The Arcot Mission of the Reformed Church in America was located in Arcot, Tamil Nadu, India. The mission was founded by the Scudder family including John Scudder Sr. (1793-1855) in 1851 in order to practice Christian charity by providing medical services. Through to the Indian Independence period, the Arcot mission was known for its medical care as well as giving good quality education to the oppressed communities in India.

==Background==
In 1819, John and Harriet Scudder arrived in India to start a missionary post there. Many years later in April 1846, the Scudders were asked to go to work at the newly established Madura Mission of the American Board. At the time, there was a cholera epidemic and the Scudders were the only physicians available. Their work was the start of the Arcot Mission of the Reformed Church. In 1851, the Arcot mission was approved for establishment and it was organized in 1853. From 1853 until 1857 the mission was administered by the ABCFM. Henry Martyn Scudder, the eldest son of the Scudders, established the mission along with two of his brothers. He and his wife moved to the North Arcot District and started a dispensary to both help the people and also to win their favor. The mission was a test to see missionary posts could be created and run by members of the same family. If it worked or failed, it would set a precedent for other missionaries.

==Mission==
At one time the mission included 16 missionaries, 460 Indian agents, 114 non-Christian teachers, 2,305 communicants, and 10,060 Christians.
The mission had multiple fundamentals to its existence including, "The preaching of the Gospel", "The preparation and extensive diffusion of Vernacular Tracts and Books", and "The education of those who join us". The missionary must preach to everyone in order to have the masses convert to Christianity. Arcot must also fuse both the Christian views with the Hindus.

==Issues in the Missionary==
A major issue, specific to India was the caste system. When people converted to Christianity they refused to give up their caste, especially if they were in a high caste. There were so many issues that in order to resolve this issue they set guidelines for people wishing to convert. This included that people needed to renounce the use of castes forever and the person had to renounce their caste again before they went to Communion (Page 34 of From Mission to Church). These rules became one of the utmost important policies of the Arcot Mission and were strictly followed.
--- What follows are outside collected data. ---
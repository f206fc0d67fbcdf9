use dioxus::prelude::*;

use crate::{
    core::format,
    report::{ChartFrame, SeriesRole},
    sections::{use_report_language, ReportSession},
    t,
};

const WIDTH: f64 = 800.0;
const HEIGHT: f64 = 320.0;
const PAD_LEFT: f64 = 88.0;
const PAD_RIGHT: f64 = 16.0;
const PAD_TOP: f64 = 16.0;
const PAD_BOTTOM: f64 = 36.0;
const TICKS: usize = 5;

#[derive(Debug, Clone, PartialEq)]
pub(crate) struct PlotPoint {
    pub x: f64,
    pub y: f64,
    pub value: f64,
}

#[derive(Debug, Clone, PartialEq)]
pub(crate) struct PlotLine {
    pub role: SeriesRole,
    pub color: &'static str,
    pub points: Vec<PlotPoint>,
}

impl PlotLine {
    fn points_attr(&self) -> String {
        self.points
            .iter()
            .map(|p| format!("{:.1},{:.1}", p.x, p.y))
            .collect::<Vec<_>>()
            .join(" ")
    }

    fn stroke_width(&self) -> &'static str {
        match self.role {
            SeriesRole::Total => "3",
            SeriesRole::Target => "2",
            SeriesRole::Person(_) => "1.5",
        }
    }

    fn dash(&self) -> &'static str {
        match self.role {
            SeriesRole::Target => "5 5",
            _ => "none",
        }
    }
}

#[derive(Debug, Clone, PartialEq)]
pub(crate) struct ChartGeometry {
    /// Draw order: people first, then target, total last (on top).
    pub lines: Vec<PlotLine>,
    /// (y, value) for each horizontal grid line.
    pub ticks: Vec<(f64, f64)>,
    /// (x, label) per month.
    pub columns: Vec<(f64, String)>,
}

/// Project the visible series onto the SVG canvas.
pub(crate) fn chart_geometry(frame: &ChartFrame, months: &[String]) -> ChartGeometry {
    let plot_w = WIDTH - PAD_LEFT - PAD_RIGHT;
    let plot_h = HEIGHT - PAD_TOP - PAD_BOTTOM;
    let n = months.len();

    let x_at = |idx: usize| {
        if n <= 1 {
            PAD_LEFT + plot_w / 2.0
        } else {
            PAD_LEFT + plot_w * idx as f64 / (n - 1) as f64
        }
    };

    let max = frame
        .series
        .iter()
        .filter(|s| !s.hidden)
        .flat_map(|s| s.values.iter().take(n).copied())
        .filter(|v| v.is_finite())
        .fold(0.0_f64, f64::max);
    let max = if max > 0.0 { max } else { 1.0 };
    let y_at = |value: f64| PAD_TOP + plot_h * (1.0 - value.max(0.0) / max);

    let mut lines: Vec<PlotLine> = frame
        .series
        .iter()
        .filter(|s| !s.hidden)
        .map(|s| PlotLine {
            role: s.role.clone(),
            color: s.color,
            points: s
                .values
                .iter()
                .take(n)
                .enumerate()
                .map(|(idx, value)| PlotPoint {
                    x: x_at(idx),
                    y: y_at(*value),
                    value: *value,
                })
                .collect(),
        })
        .collect();
    lines.sort_by_key(|line| match line.role {
        SeriesRole::Person(_) => 0,
        SeriesRole::Target => 1,
        SeriesRole::Total => 2,
    });

    let ticks = (0..=TICKS)
        .map(|step| {
            let value = max * step as f64 / TICKS as f64;
            (y_at(value), value)
        })
        .collect();

    let columns = months
        .iter()
        .enumerate()
        .map(|(idx, label)| (x_at(idx), label.clone()))
        .collect();

    ChartGeometry {
        lines,
        ticks,
        columns,
    }
}

fn series_label(role: &SeriesRole) -> String {
    match role {
        SeriesRole::Total => t!("chart-total-label"),
        SeriesRole::Target => t!("chart-target-label"),
        SeriesRole::Person(name) => name.clone(),
    }
}

#[component]
pub fn PerformanceChart(session: Signal<ReportSession>) -> Element {
    let hovered = use_signal(|| Option::<String>::None);
    let lang = use_report_language();

    let (frame, months) = {
        let state = session.read();
        (
            state.document.chart.clone(),
            state.snapshot().months().to_vec(),
        )
    };

    let Some(frame) = frame else {
        return rsx! {
            section { class: "report-card report-chart",
                div { class: "report-card__header", h2 { {t!("chart-heading")} } }
                p { class: "report-card__placeholder", {t!("chart-unavailable")} }
            }
        };
    };

    let geometry = chart_geometry(&frame, &months);
    let legend: Vec<(String, &'static str, bool)> = frame
        .series
        .iter()
        .map(|s| (series_label(&s.role), s.color, s.hidden))
        .collect();
    let view_box = format!("0 0 {WIDTH} {HEIGHT}");
    let grid_x1 = format!("{PAD_LEFT}");
    let grid_x2 = format!("{}", WIDTH - PAD_RIGHT);
    let tick_x = format!("{}", PAD_LEFT - 8.0);
    let month_y = format!("{}", HEIGHT - 10.0);

    let ticks: Vec<(String, String, String)> = geometry
        .ticks
        .iter()
        .map(|(y, value)| {
            (
                format!("{y:.1}"),
                format!("{:.1}", y + 4.0),
                format::format_amount_for(*value, &lang),
            )
        })
        .collect();
    let columns: Vec<(String, String)> = geometry
        .columns
        .iter()
        .map(|(x, label)| (format!("{x:.1}"), format::localize_digits(label, &lang)))
        .collect();

    rsx! {
        section { class: "report-card report-chart",
            div { class: "report-card__header",
                h2 { {t!("chart-heading")} }
            }

            if months.is_empty() {
                p { class: "report-card__placeholder", {t!("chart-empty")} }
            } else {
                ul { class: "report-chart__legend",
                    for (label, color, hidden) in legend.into_iter() {
                        li {
                            class: if hidden { "report-chart__legend-item report-chart__legend-item--hidden" } else { "report-chart__legend-item" },
                            span { class: "report-chart__swatch", style: "background:{color}" }
                            "{label}"
                        }
                    }
                }

                svg {
                    class: "report-chart__canvas",
                    view_box: "{view_box}",

                    for (y, label_y, amount) in ticks.into_iter() {
                        line {
                            class: "report-chart__grid",
                            x1: "{grid_x1}",
                            x2: "{grid_x2}",
                            y1: "{y}",
                            y2: "{y}",
                        }
                        text {
                            class: "report-chart__tick",
                            x: "{tick_x}",
                            y: "{label_y}",
                            text_anchor: "end",
                            "{amount}"
                        }
                    }

                    for (x, label) in columns.into_iter() {
                        text {
                            class: "report-chart__month",
                            x: "{x}",
                            y: "{month_y}",
                            text_anchor: "middle",
                            "{label}"
                        }
                    }

                    for plot in geometry.lines.iter() {
                        polyline {
                            fill: "none",
                            stroke: plot.color,
                            stroke_width: plot.stroke_width(),
                            stroke_dasharray: plot.dash(),
                            points: plot.points_attr(),
                        }
                        for point in plot.points.iter() {
                            {render_point(plot, point, &lang, hovered)}
                        }
                    }
                }

                p { class: "report-chart__tooltip",
                    if let Some(text) = hovered() {
                        "{text}"
                    }
                }
            }
        }
    }
}

fn render_point(
    line: &PlotLine,
    point: &PlotPoint,
    lang: &str,
    mut hovered: Signal<Option<String>>,
) -> Element {
    let tooltip = t!(
        "chart-tooltip",
        label = series_label(&line.role),
        amount = format::format_amount_for(point.value, lang)
    );
    let cx = format!("{:.1}", point.x);
    let cy = format!("{:.1}", point.y);

    rsx! {
        circle {
            cx: "{cx}",
            cy: "{cy}",
            r: "3",
            fill: line.color,
            onmouseenter: move |_| hovered.set(Some(tooltip.clone())),
            onmouseleave: move |_| hovered.set(None),
        }
    }
}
==Women's Roles in the Missionary==
When the Arcot Mission was founded, women were not able to be missionaries. Therefore, the founding member of the mission are only men. Officially, Henry Martyn Scudder, William Waterbury Scudder, and Joseph Scudder are the founding members of the missionary. Their wives, however, played equally important role in the founding.

==Legacy==
"The mission built up an indigenous church in which the Indians had full membership and equality. Francis Clark, president of Christian Endeavor, visited Arcot. By 1950, the mission claimed to have 35,000 converted Indians. With its independence granted in 1947, India put restraints on missionary activities. The collection consists of books, booklets, brochures, magazine articles, maps, pamphlets, and reports."